So says Manuel Pastor, Professor of Sociology and American Studies & Ethnicity at the University of Southern California. He's the author of Just Growth, and most recently Equity, Growth, and Community: What the Nation Can Learn from America's Metro Areas (which you can download here for free).

Last night at the central library he gave the lecture, "2035: Moving Towards and Equitable Future," which was basically the same one he gave last year at City Hall, in which he argues for the powers of inclusive growth.

There's a common notion that addressing income inequality is essentially a different project than addressing racial inequality. Based on his demographic research, Pastor flips that script, saying that addressing racial inequality is actually the best way to build and maintain a healthy economy.

Currently, black, Latino, and Asian populations are growing at several times the rate of white populations. By 2040, people of color will account for 54 percent of King county's population. But, Pastor argues, an increase in the population of POCs doesn't necessarily translate to economic prosperity for POCs.

Pastor cited a few statistics that drew audible gasps from the audience last night. In Seattle, 42 percent of black people under 18 years old live in poverty, and white household income is twice that of black household income. Nationwide, people of color have less access to quality healthcare and education, endure higher unemployment rates, earn lower salaries, and get jailed at higher rates than white people.
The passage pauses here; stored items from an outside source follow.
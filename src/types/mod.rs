//! Message, payload and response types.

mod attachment;
mod message;
mod metadata;
mod payload;
mod response;

pub use attachment::{
    Attachment, AttachmentContent, AttachmentPayload, FileAttachment, MimePart,
    DEFAULT_MIME_FILENAME,
};
pub use message::{Header, Message, MessageBuilder, Template};
pub use metadata::Metadata;
pub use payload::{EmailPayload, HeaderPayload};
pub use response::{BounceDump, SendResponse};

/// Per-client defaults applied when a message leaves a field unset.
#[derive(Debug, Clone, Default, PartialEq, Eq)]
pub struct MessageDefaults {
    /// Sender used when the message has none.
    pub sender: Option<String>,
    /// When true, messages that do not set open tracking get `TrackOpens: true`.
    pub track_opens: bool,
}
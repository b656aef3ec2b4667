//! Message metadata.

use serde::{Deserialize, Serialize};
use serde_json::Value;
use std::collections::BTreeMap;

use crate::errors::PostmarkError;

/// Flat string-to-string metadata attached to a message.
///
/// Postmark rejects nested values, so conversion from untyped JSON fails
/// locally with [`PostmarkError::InvalidMetadata`] instead.
#[derive(Debug, Clone, Default, PartialEq, Eq, Serialize, Deserialize)]
#[serde(transparent)]
pub struct Metadata(BTreeMap<String, String>);

impl Metadata {
    /// Creates empty metadata.
    pub fn new() -> Self {
        Self::default()
    }

    /// Inserts an entry, returning the previous value for the key.
    pub fn insert(&mut self, key: impl Into<String>, value: impl Into<String>) -> Option<String> {
        self.0.insert(key.into(), value.into())
    }

    /// Adds an entry.
    pub fn with(mut self, key: impl Into<String>, value: impl Into<String>) -> Self {
        self.insert(key, value);
        self
    }

    /// Returns the value for a key.
    pub fn get(&self, key: &str) -> Option<&str> {
        self.0.get(key).map(String::as_str)
    }

    /// Returns true if there are no entries.
    pub fn is_empty(&self) -> bool {
        self.0.is_empty()
    }

    /// Returns the number of entries.
    pub fn len(&self) -> usize {
        self.0.len()
    }

    /// Iterates over the entries in key order.
    pub fn iter(&self) -> impl Iterator<Item = (&str, &str)> {
        self.0.iter().map(|(k, v)| (k.as_str(), v.as_str()))
    }

    /// Merges another set of entries over this one.
    pub fn extend(&mut self, other: Metadata) {
        self.0.extend(other.0);
    }
}

impl<K: Into<String>, V: Into<String>> FromIterator<(K, V)> for Metadata {
    fn from_iter<I: IntoIterator<Item = (K, V)>>(iter: I) -> Self {
        Self(iter.into_iter().map(|(k, v)| (k.into(), v.into())).collect())
    }
}

impl TryFrom<Value> for Metadata {
    type Error = PostmarkError;

    fn try_from(value: Value) -> Result<Self, Self::Error> {
        let object = match value {
            Value::Object(object) => object,
            other => {
                return Err(PostmarkError::InvalidMetadata {
                    key: String::new(),
                    found: json_kind(&other),
                })
            }
        };

        let mut metadata = Metadata::new();
        for (key, value) in object {
            match value {
                Value::String(text) => {
                    metadata.insert(key, text);
                }
                other => {
                    return Err(PostmarkError::InvalidMetadata {
                        key,
                        found: json_kind(&other),
                    })
                }
            }
        }

        Ok(metadata)
    }
}

fn json_kind(value: &Value) -> &'static str {
    match value {
        Value::Null => "null",
        Value::Bool(_) => "boolean",
        Value::Number(_) => "number",
        Value::String(_) => "string",
        Value::Array(_) => "array",
        Value::Object(_) => "object",
    }
}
This inequality, Pastor argues, is bad for growth.

According to Pastor, Seattle particularly suffers from what's known as the "Colorado paradox," which means that our economy looks good but it ain't good. We import a lot of people with college degrees who work at high-earning positions, but our economy is failing the people who were born and raised here, the "home-grown" population, as Pastor describes them.

To illustrate this point, Pastor showed that Seattle is "leading the country" when it comes to increasing the gap between the professional class (households at the 80th percentile of income distribution) and the working poor (households at the 20th percentile). We're "at the top" when it comes to increasing the gap between low wage job generation and affordable housing production. In last year's lecture, he elaborated on these numbers by saying that high wage jobs generate these low wage jobs: "Behind every software engineer is an army of nannies, gardeners, and service workers."

"Your challenge is to weave high tech with high need, innovation with inclusion," Pastor said.

After the lecture, he spoke with Ubax Gardheere, program director for Puget Sound Sage, and Diane Sugimura, director of City of Seattle's Department of Planning and Development. When asked what Seattle needs to do first to start solving some of these problems, Gardheere said that we need to get a "shared analysis." That is, we need to agree that income inequality is real and that intentionally including more people of color in the economy is, to speak broadly, the way to solve the problem.

We know the practical solutions, but we lack the political will to implement them, Pastor said, before rifling off more than a handful of policies, including but not limited to:

- inclusionary zoning
- linkage fees
- flood areas with high immigration concentrations with English-language classes
- job training for advanced manufacturing jobs
- better education
- push for smoother naturalizations processes
- section 8 vouchers

These are some of the concrete policies that municipalities need to implement in order to bring about a more inclusive economy. These aren't catch-all solutions, Pastor said, and certain strategies need to be tailored according to the needs of each disadvantaged community, but this is the kind of the stuff that needs to happen.

Some of these problems, especially the ones related to education funding, are particularly hard to solve in a political way given another shocking but dull-sounding statistic: the median age by race/ethnicity in the US.

The average age for white people: 42. For Latinos: 27. That's a generational gap. If the older generation doesn't see itself in the faces of the younger generation, Pastor said, then you see a decrease in funding for education. "Where generation gap is the biggest, spending per child is the lowest," Pastor said, before pointing to Arizona's enormous slashes to education to support his claim.

This is why, as Gardheere stressed over and over again last night, we need to think of dismantling structural racism as a practical and not a purely idealistic way to address income equality. This means standing with BLM to shut down Black Friday is a practical way to reduce income inequality. Fighting white supremacy is a practical way to reduce income inequality. As Pastor says, equity isn't just a lefty dream, "equity is the superior growth model."

In addition to these movements and measures, though, Pastor said we need to bring together activists and developers, business leaders and labor leaders, and begin to speak to the aspirations of our community, not just its anger and its anxieties.